MATERIAL PROVIDED.
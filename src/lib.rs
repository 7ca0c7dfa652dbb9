//! FinTrack SDK for Rust.
//!
//! Client for a personal-finance tracker hosted on a backend-as-a-service
//! (a PostgREST data API plus a GoTrue auth API). Users record expenses
//! against categories, set monthly budgets per category and get aggregate
//! analyses; the SDK fetches the rows and computes the figures a dashboard
//! shows.
//!
//! # Quick start
//!
//! ```no_run
//! use fintrack_sdk::{FinTrack, Period};
//!
//! let ft = FinTrack::builder()
//!     .url("https://project.supabase.co")
//!     .anon_key("public-anon-key")
//!     .build()
//!     .unwrap();
//!
//! ft.auth().sign_in("me@example.com", "secret123").unwrap();
//! let user = ft.require_user().unwrap();
//!
//! let data = ft.stats().load_period(user.id, Period::current()).unwrap();
//! println!("spent {:.2}", data.stats().total_expenses);
//! ```

pub mod alerts;
pub mod analytics;
pub mod assistant;
#[cfg(feature = "async")]
pub mod async_client;
pub mod auth;
pub mod config;
pub mod error;
pub mod export;
pub mod models;
pub mod notify;
pub mod queries;
pub mod query;
pub mod routes;
pub mod store;

#[cfg(feature = "async")]
pub use async_client::AsyncFinTrack;
pub use auth::{AuthClient, AuthEvent, AuthProvider, SessionHub, Subscription};
pub use config::Config;
pub use error::{FinTrackError, Result};
pub use models::Period;
pub use query::{Query, QueryBuilder};
pub use store::{MemoryStore, RemoteStore, RestStore};

use std::collections::HashSet;
use std::fmt;
use std::sync::{Arc, Once};
use std::time::Duration;

use chrono::{NaiveDate, Utc};
use serde_json::json;
use tracing::info;
use uuid::Uuid;

use crate::alerts::SmartAlert;
use crate::assistant::{Answer, AssistantContext};
use crate::auth::GoTrueAuth;
use crate::export::ExportDocument;
use crate::models::User;

/// Number of months of history the assistant compares against.
const ASSISTANT_TREND_MONTHS: usize = 3;

static TRACING_INIT: Once = Once::new();

/// Install a `tracing` subscriber honouring `RUST_LOG`, with this crate at
/// `info` by default. Safe to call more than once.
pub fn init_tracing() {
    TRACING_INIT.call_once(|| {
        use tracing_subscriber::{fmt, EnvFilter};

        let mut filter = EnvFilter::from_default_env();
        if let Ok(directive) = "fintrack_sdk=info".parse() {
            filter = filter.add_directive(directive);
        }
        let _ = fmt().with_env_filter(filter).try_init();
    });
}

// ---------------------------------------------------------------------------
// FinTrackBuilder
// ---------------------------------------------------------------------------

/// Builder for a [`FinTrack`] client.
///
/// Use [`FinTrack::builder()`] to obtain one. Settings start from
/// [`Config::default`]; [`Config::load`] reads them from the config file and
/// environment instead.
#[derive(Default)]
pub struct FinTrackBuilder {
    config: Config,
    store: Option<Arc<dyn RemoteStore>>,
    auth_provider: Option<Arc<dyn AuthProvider>>,
    sessions: Option<Arc<SessionHub>>,
}

impl FinTrackBuilder {
    /// Replace every setting at once.
    pub fn config(mut self, config: Config) -> Self {
        self.config = config;
        self
    }

    /// Project base URL, e.g. `https://xyz.supabase.co`.
    pub fn url(mut self, url: &str) -> Self {
        self.config.url = url.to_string();
        self
    }

    pub fn anon_key(mut self, key: &str) -> Self {
        self.config.anon_key = key.to_string();
        self
    }

    /// HTTP request timeout. Defaults to 30 seconds.
    pub fn timeout(mut self, timeout: Duration) -> Self {
        self.config.timeout = timeout;
        self
    }

    /// Wait between current-user lookup attempts. Defaults to 500 ms.
    pub fn retry_delay(mut self, delay: Duration) -> Self {
        self.config.retry_delay = delay;
        self
    }

    /// Current-user lookup attempts. Defaults to 2.
    pub fn retry_attempts(mut self, attempts: u32) -> Self {
        self.config.retry_attempts = attempts;
        self
    }

    pub fn currency(mut self, currency: &str) -> Self {
        self.config.currency = currency.to_string();
        self
    }

    /// Use a custom data store instead of the HTTP one.
    pub fn store(mut self, store: Arc<dyn RemoteStore>) -> Self {
        self.store = Some(store);
        self
    }

    /// Use a custom auth provider instead of the HTTP one.
    pub fn auth_provider(mut self, provider: Arc<dyn AuthProvider>) -> Self {
        self.auth_provider = Some(provider);
        self
    }

    /// Session holder to use. Defaults to [`SessionHub::global`].
    pub fn sessions(mut self, sessions: Arc<SessionHub>) -> Self {
        self.sessions = Some(sessions);
        self
    }

    /// Build the client.
    ///
    /// The URL and anon key are only required for the HTTP-backed parts
    /// that were not replaced.
    pub fn build(self) -> Result<FinTrack> {
        let config = self.config;
        let sessions = self.sessions.unwrap_or_else(SessionHub::global);

        let store: Arc<dyn RemoteStore> = match self.store {
            Some(store) => store,
            None => {
                config.validate()?;
                Arc::new(RestStore::new(&config, sessions.clone())?)
            }
        };
        let provider: Arc<dyn AuthProvider> = match self.auth_provider {
            Some(provider) => provider,
            None => {
                config.validate()?;
                Arc::new(GoTrueAuth::new(&config)?)
            }
        };
        let auth = AuthClient::new(provider, sessions.clone())
            .with_retry(config.retry_attempts, config.retry_delay);

        Ok(FinTrack {
            config,
            store,
            auth,
            sessions,
        })
    }
}

// ---------------------------------------------------------------------------
// FinTrack
// ---------------------------------------------------------------------------

/// The main entry point of the SDK.
///
/// Owns the data store and the auth client, and hands out lightweight query
/// interfaces that borrow the store.
pub struct FinTrack {
    config: Config,
    store: Arc<dyn RemoteStore>,
    auth: AuthClient,
    sessions: Arc<SessionHub>,
}

impl FinTrack {
    pub fn builder() -> FinTrackBuilder {
        FinTrackBuilder::default()
    }

    // -- Query accessors ---------------------------------------------------

    pub fn categories(&self) -> queries::CategoryQuery<'_> {
        queries::CategoryQuery::new(self.store.as_ref())
    }

    pub fn expenses(&self) -> queries::ExpenseQuery<'_> {
        queries::ExpenseQuery::new(self.store.as_ref())
    }

    pub fn budgets(&self) -> queries::BudgetQuery<'_> {
        queries::BudgetQuery::new(self.store.as_ref())
    }

    /// Statistics and the combined period loader.
    pub fn stats(&self) -> queries::StatsQuery<'_> {
        queries::StatsQuery::new(self.store.as_ref())
    }

    // -- Session -----------------------------------------------------------

    pub fn auth(&self) -> &AuthClient {
        &self.auth
    }

    pub fn sessions(&self) -> &Arc<SessionHub> {
        &self.sessions
    }

    /// The signed-in user, looked up with retries; `None` when signed out.
    pub fn current_user(&self) -> Option<User> {
        self.auth.current_user()
    }

    pub fn require_user(&self) -> Result<User> {
        self.auth.require_user()
    }

    fn user_id(&self) -> Result<Uuid> {
        Ok(self.require_user()?.id)
    }

    // -- Features built on the accessors -----------------------------------

    /// Alerts for the signed-in user on `today`.
    pub fn alerts(&self, today: NaiveDate, dismissed: &HashSet<String>) -> Result<Vec<SmartAlert>> {
        let user_id = self.user_id()?;
        let stats = self.stats().monthly_stats(user_id, Period::of(today))?;
        let trends = self.stats().monthly_trends(user_id, 2, today)?;
        Ok(alerts::smart_alerts(
            &stats,
            &trends,
            today,
            &self.config.currency,
            dismissed,
        ))
    }

    /// Figures the assistant answers from, for the month of `today`.
    pub fn assistant_context(&self, today: NaiveDate) -> Result<AssistantContext> {
        let user_id = self.user_id()?;
        let data = self.stats().load_period(user_id, Period::of(today))?;
        let trends = self
            .stats()
            .monthly_trends(user_id, ASSISTANT_TREND_MONTHS, today)?;
        Ok(AssistantContext {
            stats: data.stats(),
            trends,
            month_budget: data.budgets.iter().map(|b| b.amount).sum(),
            today,
            currency: self.config.currency.clone(),
        })
    }

    pub fn ask(&self, question: &str, today: NaiveDate) -> Result<Answer> {
        let ctx = self.assistant_context(today)?;
        Ok(assistant::answer(question, &ctx))
    }

    /// Everything stored for the signed-in user.
    pub fn export(&self) -> Result<ExportDocument> {
        let user = self.require_user()?;
        export::build_export(self.store.as_ref(), &user, Utc::now())
    }

    /// Delete the signed-in user's account and all of its data, then sign
    /// out.
    pub fn delete_account(&self) -> Result<()> {
        let user = self.require_user()?;
        self.store.rpc("delete_user_account", json!({}))?;
        info!(user = %user.id, "account deleted");
        self.auth.sign_out()
    }

    // -- Utility -----------------------------------------------------------

    pub fn config(&self) -> &Config {
        &self.config
    }

    /// The underlying data store, for queries not covered by the accessors.
    pub fn store(&self) -> &dyn RemoteStore {
        self.store.as_ref()
    }
}

impl fmt::Display for FinTrack {
    fn fmt(&self, f: &mut fmt::Formatter<'_>) -> fmt::Result {
        let user = self
            .sessions
            .user()
            .and_then(|u| u.email)
            .unwrap_or_else(|| "-".to_string());
        write!(
            f,
            "FinTrack(url={}, currency={}, user={})",
            if self.config.url.is_empty() { "-" } else { self.config.url.as_str() },
            self.config.currency,
            user
        )
    }
}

GOAL OF THE EXERCISE. Copy out precisely the lines from the line with "use crate::models::User;" to the line with "setting at once." in the material above, including those two lines and omitting all the rest.

RESPONSE.
use crate::models::User;

/// Number of months of history the assistant compares against.
const ASSISTANT_TREND_MONTHS: usize = 3;

static TRACING_INIT: Once = Once::new();

/// Install a `tracing` subscriber honouring `RUST_LOG`, with this crate at
/// `info` by default. Safe to call more than once.
pub fn init_tracing() {
    TRACING_INIT.call_once(|| {
        use tracing_subscriber::{fmt, EnvFilter};

        let mut filter = EnvFilter::from_default_env();
        if let Ok(directive) = "fintrack_sdk=info".parse() {
            filter = filter.add_directive(directive);
        }
        let _ = fmt().with_env_filter(filter).try_init();
    });
}

// ---------------------------------------------------------------------------
// FinTrackBuilder
// ---------------------------------------------------------------------------

/// Builder for a [`FinTrack`] client.
///
/// Use [`FinTrack::builder()`] to obtain one. Settings start from
/// [`Config::default`]; [`Config::load`] reads them from the config file and
/// environment instead.
#[derive(Default)]
pub struct FinTrackBuilder {
    config: Config,
    store: Option<Arc<dyn RemoteStore>>,
    auth_provider: Option<Arc<dyn AuthProvider>>,
    sessions: Option<Arc<SessionHub>>,
}

impl FinTrackBuilder {
    /// Replace every setting at once.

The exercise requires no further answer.